→ **ASSIGNED TASK**
Go to the line holding "pub fn add_proxy_uri(&mut" in the entries below and write out exactly every line down to and including the line holding "fn validate_for_encode(&self) ->".

[Stored data entries]
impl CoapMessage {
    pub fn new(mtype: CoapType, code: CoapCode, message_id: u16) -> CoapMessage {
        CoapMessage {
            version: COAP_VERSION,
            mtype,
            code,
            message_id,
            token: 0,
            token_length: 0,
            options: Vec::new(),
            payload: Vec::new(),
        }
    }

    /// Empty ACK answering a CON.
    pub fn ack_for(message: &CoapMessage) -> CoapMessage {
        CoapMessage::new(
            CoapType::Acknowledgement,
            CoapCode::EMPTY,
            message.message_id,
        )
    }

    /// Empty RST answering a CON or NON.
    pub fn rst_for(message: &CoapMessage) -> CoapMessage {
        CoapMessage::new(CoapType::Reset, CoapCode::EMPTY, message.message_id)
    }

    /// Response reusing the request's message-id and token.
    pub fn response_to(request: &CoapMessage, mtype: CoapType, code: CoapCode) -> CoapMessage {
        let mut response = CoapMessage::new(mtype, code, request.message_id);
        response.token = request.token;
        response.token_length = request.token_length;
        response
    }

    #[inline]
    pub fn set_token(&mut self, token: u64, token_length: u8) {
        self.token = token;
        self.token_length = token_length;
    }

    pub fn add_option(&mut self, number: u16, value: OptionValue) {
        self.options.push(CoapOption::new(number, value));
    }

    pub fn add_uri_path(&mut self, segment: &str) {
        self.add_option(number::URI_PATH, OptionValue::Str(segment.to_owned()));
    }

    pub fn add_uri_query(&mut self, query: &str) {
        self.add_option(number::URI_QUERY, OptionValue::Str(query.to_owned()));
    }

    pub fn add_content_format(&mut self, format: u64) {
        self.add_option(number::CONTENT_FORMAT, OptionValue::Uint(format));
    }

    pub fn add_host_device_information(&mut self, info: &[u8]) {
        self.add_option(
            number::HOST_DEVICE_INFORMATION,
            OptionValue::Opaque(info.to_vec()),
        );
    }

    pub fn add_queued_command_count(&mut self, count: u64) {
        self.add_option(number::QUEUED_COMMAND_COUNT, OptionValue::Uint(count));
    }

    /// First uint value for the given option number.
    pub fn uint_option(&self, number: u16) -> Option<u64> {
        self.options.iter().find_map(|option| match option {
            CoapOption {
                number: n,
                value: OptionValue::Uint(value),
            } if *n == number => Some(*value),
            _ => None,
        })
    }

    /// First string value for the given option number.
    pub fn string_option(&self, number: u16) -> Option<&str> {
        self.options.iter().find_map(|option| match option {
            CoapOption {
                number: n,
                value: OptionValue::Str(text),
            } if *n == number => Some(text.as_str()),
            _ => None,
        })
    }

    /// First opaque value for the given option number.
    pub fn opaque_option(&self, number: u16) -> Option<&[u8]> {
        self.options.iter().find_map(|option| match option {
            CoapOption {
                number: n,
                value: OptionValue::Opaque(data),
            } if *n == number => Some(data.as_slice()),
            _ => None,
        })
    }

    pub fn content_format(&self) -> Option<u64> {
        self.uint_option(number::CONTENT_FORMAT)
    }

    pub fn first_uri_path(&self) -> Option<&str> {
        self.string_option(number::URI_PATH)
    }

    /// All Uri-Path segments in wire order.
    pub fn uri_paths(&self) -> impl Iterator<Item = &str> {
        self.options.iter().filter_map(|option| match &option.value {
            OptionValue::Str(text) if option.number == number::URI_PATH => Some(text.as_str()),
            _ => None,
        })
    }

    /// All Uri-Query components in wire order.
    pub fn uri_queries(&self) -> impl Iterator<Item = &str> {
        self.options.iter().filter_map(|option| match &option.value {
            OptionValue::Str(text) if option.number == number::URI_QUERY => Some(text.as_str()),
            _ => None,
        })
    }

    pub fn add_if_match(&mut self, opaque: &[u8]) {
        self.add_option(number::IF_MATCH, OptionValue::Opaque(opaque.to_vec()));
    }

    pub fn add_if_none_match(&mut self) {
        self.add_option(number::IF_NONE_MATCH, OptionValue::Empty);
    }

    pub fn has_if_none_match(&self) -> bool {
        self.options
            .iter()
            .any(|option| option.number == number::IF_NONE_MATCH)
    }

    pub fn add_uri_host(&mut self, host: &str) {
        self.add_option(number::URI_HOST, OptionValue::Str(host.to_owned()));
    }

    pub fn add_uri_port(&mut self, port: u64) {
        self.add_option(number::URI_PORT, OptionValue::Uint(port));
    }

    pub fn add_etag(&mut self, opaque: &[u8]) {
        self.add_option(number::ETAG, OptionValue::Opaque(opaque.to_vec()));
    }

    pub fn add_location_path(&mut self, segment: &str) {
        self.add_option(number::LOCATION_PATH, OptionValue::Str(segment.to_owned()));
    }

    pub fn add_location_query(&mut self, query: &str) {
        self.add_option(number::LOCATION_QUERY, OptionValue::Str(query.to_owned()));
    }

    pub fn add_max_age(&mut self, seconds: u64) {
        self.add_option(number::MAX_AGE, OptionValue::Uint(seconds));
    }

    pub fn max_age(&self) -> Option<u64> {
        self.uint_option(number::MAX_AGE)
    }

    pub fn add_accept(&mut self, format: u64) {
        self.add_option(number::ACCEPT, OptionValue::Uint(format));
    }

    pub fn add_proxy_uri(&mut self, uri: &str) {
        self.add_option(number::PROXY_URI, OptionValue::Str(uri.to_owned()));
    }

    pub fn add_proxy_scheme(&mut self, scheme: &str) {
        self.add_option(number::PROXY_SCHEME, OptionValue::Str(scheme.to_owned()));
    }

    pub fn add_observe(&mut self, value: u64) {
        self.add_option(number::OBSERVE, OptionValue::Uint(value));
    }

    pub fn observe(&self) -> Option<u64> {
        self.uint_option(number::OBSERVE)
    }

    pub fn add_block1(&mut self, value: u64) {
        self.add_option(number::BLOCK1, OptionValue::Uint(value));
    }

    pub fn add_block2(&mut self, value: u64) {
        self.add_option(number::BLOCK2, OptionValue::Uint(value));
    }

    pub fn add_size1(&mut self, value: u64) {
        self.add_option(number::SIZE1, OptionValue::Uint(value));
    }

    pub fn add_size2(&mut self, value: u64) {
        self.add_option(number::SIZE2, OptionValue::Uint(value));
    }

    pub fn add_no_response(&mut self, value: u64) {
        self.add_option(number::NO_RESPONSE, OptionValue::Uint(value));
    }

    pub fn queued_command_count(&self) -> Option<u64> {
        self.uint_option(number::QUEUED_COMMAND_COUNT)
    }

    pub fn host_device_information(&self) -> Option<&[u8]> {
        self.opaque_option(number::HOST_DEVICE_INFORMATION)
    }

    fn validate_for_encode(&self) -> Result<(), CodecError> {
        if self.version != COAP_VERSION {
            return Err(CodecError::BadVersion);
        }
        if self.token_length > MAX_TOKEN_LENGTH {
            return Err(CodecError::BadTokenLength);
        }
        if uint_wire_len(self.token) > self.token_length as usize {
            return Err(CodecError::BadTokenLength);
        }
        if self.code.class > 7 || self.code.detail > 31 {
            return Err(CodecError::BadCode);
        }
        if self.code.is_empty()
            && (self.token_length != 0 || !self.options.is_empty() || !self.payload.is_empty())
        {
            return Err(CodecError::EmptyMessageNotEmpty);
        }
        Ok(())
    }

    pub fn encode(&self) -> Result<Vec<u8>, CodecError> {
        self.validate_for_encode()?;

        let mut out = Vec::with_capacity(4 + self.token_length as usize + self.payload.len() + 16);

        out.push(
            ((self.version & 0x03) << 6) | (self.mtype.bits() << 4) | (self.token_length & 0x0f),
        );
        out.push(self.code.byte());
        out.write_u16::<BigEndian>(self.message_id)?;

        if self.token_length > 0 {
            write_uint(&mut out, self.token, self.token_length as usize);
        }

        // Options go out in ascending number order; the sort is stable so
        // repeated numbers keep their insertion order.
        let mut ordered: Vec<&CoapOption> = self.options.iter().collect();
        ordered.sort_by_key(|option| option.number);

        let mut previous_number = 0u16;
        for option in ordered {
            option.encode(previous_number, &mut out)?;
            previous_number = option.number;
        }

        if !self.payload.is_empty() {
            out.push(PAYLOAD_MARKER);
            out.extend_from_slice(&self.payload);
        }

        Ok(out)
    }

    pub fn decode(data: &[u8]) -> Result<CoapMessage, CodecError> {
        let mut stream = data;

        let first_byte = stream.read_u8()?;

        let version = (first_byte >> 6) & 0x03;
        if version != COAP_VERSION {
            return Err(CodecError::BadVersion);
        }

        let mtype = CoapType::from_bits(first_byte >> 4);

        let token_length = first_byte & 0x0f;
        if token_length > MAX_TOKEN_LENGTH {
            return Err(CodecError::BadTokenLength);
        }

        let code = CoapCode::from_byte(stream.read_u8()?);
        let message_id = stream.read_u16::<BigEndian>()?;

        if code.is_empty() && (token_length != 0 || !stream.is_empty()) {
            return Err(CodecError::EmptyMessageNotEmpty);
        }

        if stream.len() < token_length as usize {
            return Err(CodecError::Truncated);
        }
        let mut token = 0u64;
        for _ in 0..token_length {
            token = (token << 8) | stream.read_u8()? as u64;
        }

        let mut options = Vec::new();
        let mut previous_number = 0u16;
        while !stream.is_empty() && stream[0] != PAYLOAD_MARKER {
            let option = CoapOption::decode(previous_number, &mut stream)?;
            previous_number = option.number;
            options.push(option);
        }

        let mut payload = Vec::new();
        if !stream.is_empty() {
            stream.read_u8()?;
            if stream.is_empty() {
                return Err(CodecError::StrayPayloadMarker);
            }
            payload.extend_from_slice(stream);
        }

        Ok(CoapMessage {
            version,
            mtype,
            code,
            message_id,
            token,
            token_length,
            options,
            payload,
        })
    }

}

→ **SOLVED PROBLEM**
    pub fn add_proxy_uri(&mut self, uri: &str) {
        self.add_option(number::PROXY_URI, OptionValue::Str(uri.to_owned()));
    }

    pub fn add_proxy_scheme(&mut self, scheme: &str) {
        self.add_option(number::PROXY_SCHEME, OptionValue::Str(scheme.to_owned()));
    }

    pub fn add_observe(&mut self, value: u64) {
        self.add_option(number::OBSERVE, OptionValue::Uint(value));
    }

    pub fn observe(&self) -> Option<u64> {
        self.uint_option(number::OBSERVE)
    }

    pub fn add_block1(&mut self, value: u64) {
        self.add_option(number::BLOCK1, OptionValue::Uint(value));
    }

    pub fn add_block2(&mut self, value: u64) {
        self.add_option(number::BLOCK2, OptionValue::Uint(value));
    }

    pub fn add_size1(&mut self, value: u64) {
        self.add_option(number::SIZE1, OptionValue::Uint(value));
    }

    pub fn add_size2(&mut self, value: u64) {
        self.add_option(number::SIZE2, OptionValue::Uint(value));
    }

    pub fn add_no_response(&mut self, value: u64) {
        self.add_option(number::NO_RESPONSE, OptionValue::Uint(value));
    }

    pub fn queued_command_count(&self) -> Option<u64> {
        self.uint_option(number::QUEUED_COMMAND_COUNT)
    }

    pub fn host_device_information(&self) -> Option<&[u8]> {
        self.opaque_option(number::HOST_DEVICE_INFORMATION)
    }

    fn validate_for_encode(&self) -> Result<(), CodecError> {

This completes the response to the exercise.